Performance optimization of lead-free potassium germanium halide based perovskite solar cells: A numerical study

Abstract

Conventional lead-halide perovskite solar cells (PSCs) have great potential as top contenders for commercial utilization due to their impressive performance. Nevertheless, the stability issues and undue toxicity have limited their widespread use. Consequently, lead-free germanium-based PSCs have materialized as potential substitutes due to their high working efficiency and exceptional sustainability. The current study has examined various configurations of non-toxic inorganic potassium germanium trichloride (KGeCl₃) based PSC structure by using different Hole Transport Layers (HTL) and Electron Transport Layers (ETLs) respectively. This work proposes an efficient Ge-based PSC (structure; FTO/MoO₃/KGeCl₃/WS₂/Au), which has been optimized theoretically using SCAPS-1D. The influence of the material parameters, such as the thickness of the absorber layer (nm), donor density (N_d), acceptor density (N_a), absorber defect density(N_t), interface layer defect density (IL1& IL2), series resistance (R_s) and shunt resistance (R_sh), and working temperature (K), has been optimized. The open circuit voltage (V_oc), current density (J_sc), fill factor (FF), and power conversion efficiency (PCE) of KGeCl₃-based PSC have all been commendably optimized.
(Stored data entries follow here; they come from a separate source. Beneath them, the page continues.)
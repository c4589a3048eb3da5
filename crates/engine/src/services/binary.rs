//! Auxiliary binaries built from source
//!
//! The smart filter and the shared cache ship as Go sources next to the hooks.
//! When the compiled binary is missing it is built once, while the orchestrator
//! is being initialized. A failed build leaves the service unavailable.

use crate::process;
use hookflow_core::{Error, Result};
use std::ffi::OsString;
use std::path::PathBuf;

/// A binary that can be compiled from a Go source file
#[derive(Debug, Clone)]
pub struct AuxBinary {
    service: &'static str,
    binary: PathBuf,
    source: PathBuf,
}

impl AuxBinary {
    /// Describe the binary for `service`
    pub fn new(service: &'static str, binary: PathBuf, source: PathBuf) -> Self {
        Self {
            service,
            binary,
            source,
        }
    }

    /// Make sure the binary exists
    ///
    /// Builds it from source with `go build` when it is missing and
    /// `build_missing` is set.
    #[tracing::instrument(skip(self), fields(service = self.service))]
    pub fn prepare(&self, build_missing: bool) -> Result<PathBuf> {
        if self.binary.is_file() {
            return Ok(self.binary.clone());
        }

        if !build_missing {
            return Err(Error::auxiliary(
                self.service,
                format!("binary not found at {}", self.binary.display()),
            ));
        }

        if !self.source.is_file() {
            return Err(Error::auxiliary(
                self.service,
                format!(
                    "binary not found at {} and no source at {}",
                    self.binary.display(),
                    self.source.display()
                ),
            ));
        }

        let go = which::which("go")
            .map_err(|e| Error::auxiliary(self.service, format!("go toolchain not found: {e}")))?;

        tracing::info!("Building {} from {}", self.service, self.source.display());

        let args: Vec<OsString> = vec![
            "build".into(),
            "-o".into(),
            self.binary.clone().into_os_string(),
            self.source.clone().into_os_string(),
        ];
        let mut expression = duct::cmd(go, args)
            .stderr_to_stdout()
            .stdout_capture()
            .unchecked();
        if let Some(dir) = self.source.parent().filter(|d| !d.as_os_str().is_empty()) {
            expression = expression.dir(dir);
        }

        let output = expression
            .run()
            .map_err(|e| Error::auxiliary(self.service, format!("go build failed to start: {e}")))?;

        if !output.status.success() {
            return Err(Error::auxiliary(
                self.service,
                format!("go build failed: {}", process::lossy(&output.stdout).trim()),
            ));
        }

        if !self.binary.is_file() {
            return Err(Error::auxiliary(
                self.service,
                format!("go build produced no binary at {}", self.binary.display()),
            ));
        }

        Ok(self.binary.clone())
    }
}

#[cfg(test)]
mod tests {
    #![allow(clippy::unwrap_used, clippy::panic)]
    use super::*;

    #[test]
    fn test_existing_binary_is_used() {
        let dir = tempfile::tempdir().unwrap();
        let binary = dir.path().join("smart-filter");
        std::fs::write(&binary, "").unwrap();
        let aux = AuxBinary::new("smart filter", binary.clone(), dir.path().join("x.go"));
        assert_eq!(aux.prepare(false).unwrap(), binary);
    }

    #[test]
    fn test_missing_binary_without_build() {
        let dir = tempfile::tempdir().unwrap();
        let aux = AuxBinary::new(
            "smart filter",
            dir.path().join("smart-filter"),
            dir.path().join("smart-filter.go"),
        );
        let err = aux.prepare(false).unwrap_err();
        assert!(err.to_string().contains("binary not found"));
    }

    #[test]
    fn test_missing_source_is_unavailable() {
        let dir = tempfile::tempdir().unwrap();
        let aux = AuxBinary::new(
            "shared cache",
            dir.path().join("shared-cache"),
            dir.path().join("cache/shared-cache.go"),
        );
        let err = aux.prepare(true).unwrap_err();
        assert!(err.to_string().contains("no source"));
    }
}
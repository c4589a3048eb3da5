//! Hookflow CLI library
//!
//! Argument parsing and console reporting for the `orchestrator` binary, kept
//! in a library so it can be tested without spawning the process.

pub mod error;
pub mod report;
pub mod stats;

use anyhow::{Context, Result};
use clap::Parser;
use hookflow_config::{DEFAULT_MAX_METRICS, OrchestratorSettings};
use hookflow_engine::{Orchestrator, ToolContext};
use std::path::PathBuf;
use std::time::Duration;

use error::CommandError;
use report::ConsoleReporter;

/// Run the configured hooks for one tool event
#[derive(Parser, Debug)]
#[command(name = "orchestrator")]
#[command(about = "Run configured hook groups for a tool event")]
#[command(version)]
#[command(long_about = "Run configured hook groups for a tool event

Loads the hook group document, asks the smart filter which hooks are relevant,
then runs each group by ascending priority: parallel groups fan out up to their
max_concurrent, sequential groups stop at the first failure, and background
groups are handed to the queue.

Exits non-zero when any hook failed.")]
pub struct Cli {
    /// Hook group configuration document
    #[arg(env = "HOOKFLOW_CONFIG", value_name = "CONFIG")]
    pub config_path: PathBuf,

    /// Directory holding the hooks and auxiliary programs
    #[arg(env = "HOOKFLOW_HOOKS_DIR", value_name = "HOOKS_DIR")]
    pub hooks_dir: PathBuf,

    /// Tool matcher that triggered the hooks (e.g. Write, Bash)
    #[arg(value_name = "MATCHER")]
    pub matcher: Option<String>,

    /// Tool input as a JSON object
    #[arg(value_name = "TOOL_INPUT")]
    pub tool_input: Option<String>,

    /// Enable verbose output (shows DEBUG level logs)
    #[arg(short, long)]
    pub verbose: bool,

    /// Write logs to a file (useful for debugging)
    #[arg(long, env = "HOOKFLOW_LOG_FILE", value_name = "FILE")]
    pub log_file: Option<PathBuf>,

    /// Working directory for hooks (defaults to the current directory)
    #[arg(long, env = "HOOKFLOW_WORKING_DIR", value_name = "DIR")]
    pub working_dir: Option<PathBuf>,

    /// Profiler snapshot file
    #[arg(long, env = "HOOKFLOW_METRICS_FILE", value_name = "FILE")]
    pub metrics_file: Option<PathBuf>,

    /// Keep profiler metrics in memory only
    #[arg(long, env = "HOOKFLOW_NO_METRICS", conflicts_with = "metrics_file")]
    pub no_metrics: bool,

    /// Number of recent metric samples to retain
    #[arg(long, env = "HOOKFLOW_MAX_METRICS", value_name = "N", default_value_t = DEFAULT_MAX_METRICS)]
    pub max_metrics: usize,

    /// Timeout in seconds for smart filter, cache and queue calls
    #[arg(long, env = "HOOKFLOW_AUX_TIMEOUT", value_name = "SECS", default_value_t = 10)]
    pub aux_timeout: u64,

    /// Do not build missing auxiliary binaries from source
    #[arg(long, env = "HOOKFLOW_NO_BUILD")]
    pub no_build: bool,
}

impl Cli {
    /// Runtime settings described by these arguments
    pub fn settings(&self) -> OrchestratorSettings {
        let mut settings = OrchestratorSettings::new(self.config_path.clone(), self.hooks_dir.clone())
            .max_metrics(self.max_metrics)
            .aux_timeout(Duration::from_secs(self.aux_timeout))
            .build_missing(!self.no_build);

        if let Some(dir) = &self.working_dir {
            settings = settings.working_dir(dir.clone());
        }
        if self.no_metrics {
            settings = settings.metrics_file(None);
        } else if let Some(path) = &self.metrics_file {
            settings = settings.metrics_file(Some(path.clone()));
        }
        settings
    }

    /// Triggering tool event described by these arguments
    pub fn tool_context(&self) -> std::result::Result<ToolContext, CommandError> {
        ToolContext::from_args(self.matcher.as_deref(), self.tool_input.as_deref())
            .map_err(CommandError::from)
    }
}

/// Main entry point for the CLI application
pub fn run(cli: Cli) -> Result<()> {
    hookflow_config::logging::init(cli.verbose, cli.log_file.as_deref())
        .context("Failed to initialize logging")?;

    if !cli.hooks_dir.is_dir() {
        return Err(CommandError::Usage(format!(
            "hooks directory {} does not exist",
            cli.hooks_dir.display()
        ))
        .into());
    }

    let tool = cli.tool_context()?;
    tracing::debug!(
        matcher = cli.matcher.as_deref().unwrap_or_default(),
        tool = tool.tool_name().unwrap_or_default(),
        "Parsed tool event"
    );

    let orchestrator = Orchestrator::builder(cli.settings())
        .build()
        .with_context(|| {
            format!(
                "Failed to initialize orchestrator from {}",
                cli.config_path.display()
            )
        })?;

    let outcome = orchestrator.execute_hooks(&tool, &ConsoleReporter);
    if cli.verbose {
        stats::print_profiler_summary(&orchestrator.profiler().summary());
    }
    outcome.map_err(CommandError::from)?;

    Ok(())
}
The results indicated WS₂ as the most effective ETL for KGeCl₃ with MoO₃ as an HTL, yielding notable cell performance with V_oc of 0.88 V, J_sc of 41.45 mA/cm², FF of 81.76 %, and PCE of 29.83 %. The outcomes of this simulation study suggest the utilization of KGeCl₃ as the absorber layer, in conjunction with WS₂ and MoO₃ as advanced ETL and HTL layers, which pays the way for continued development and optimization of Ge-based PSCs for potential applications.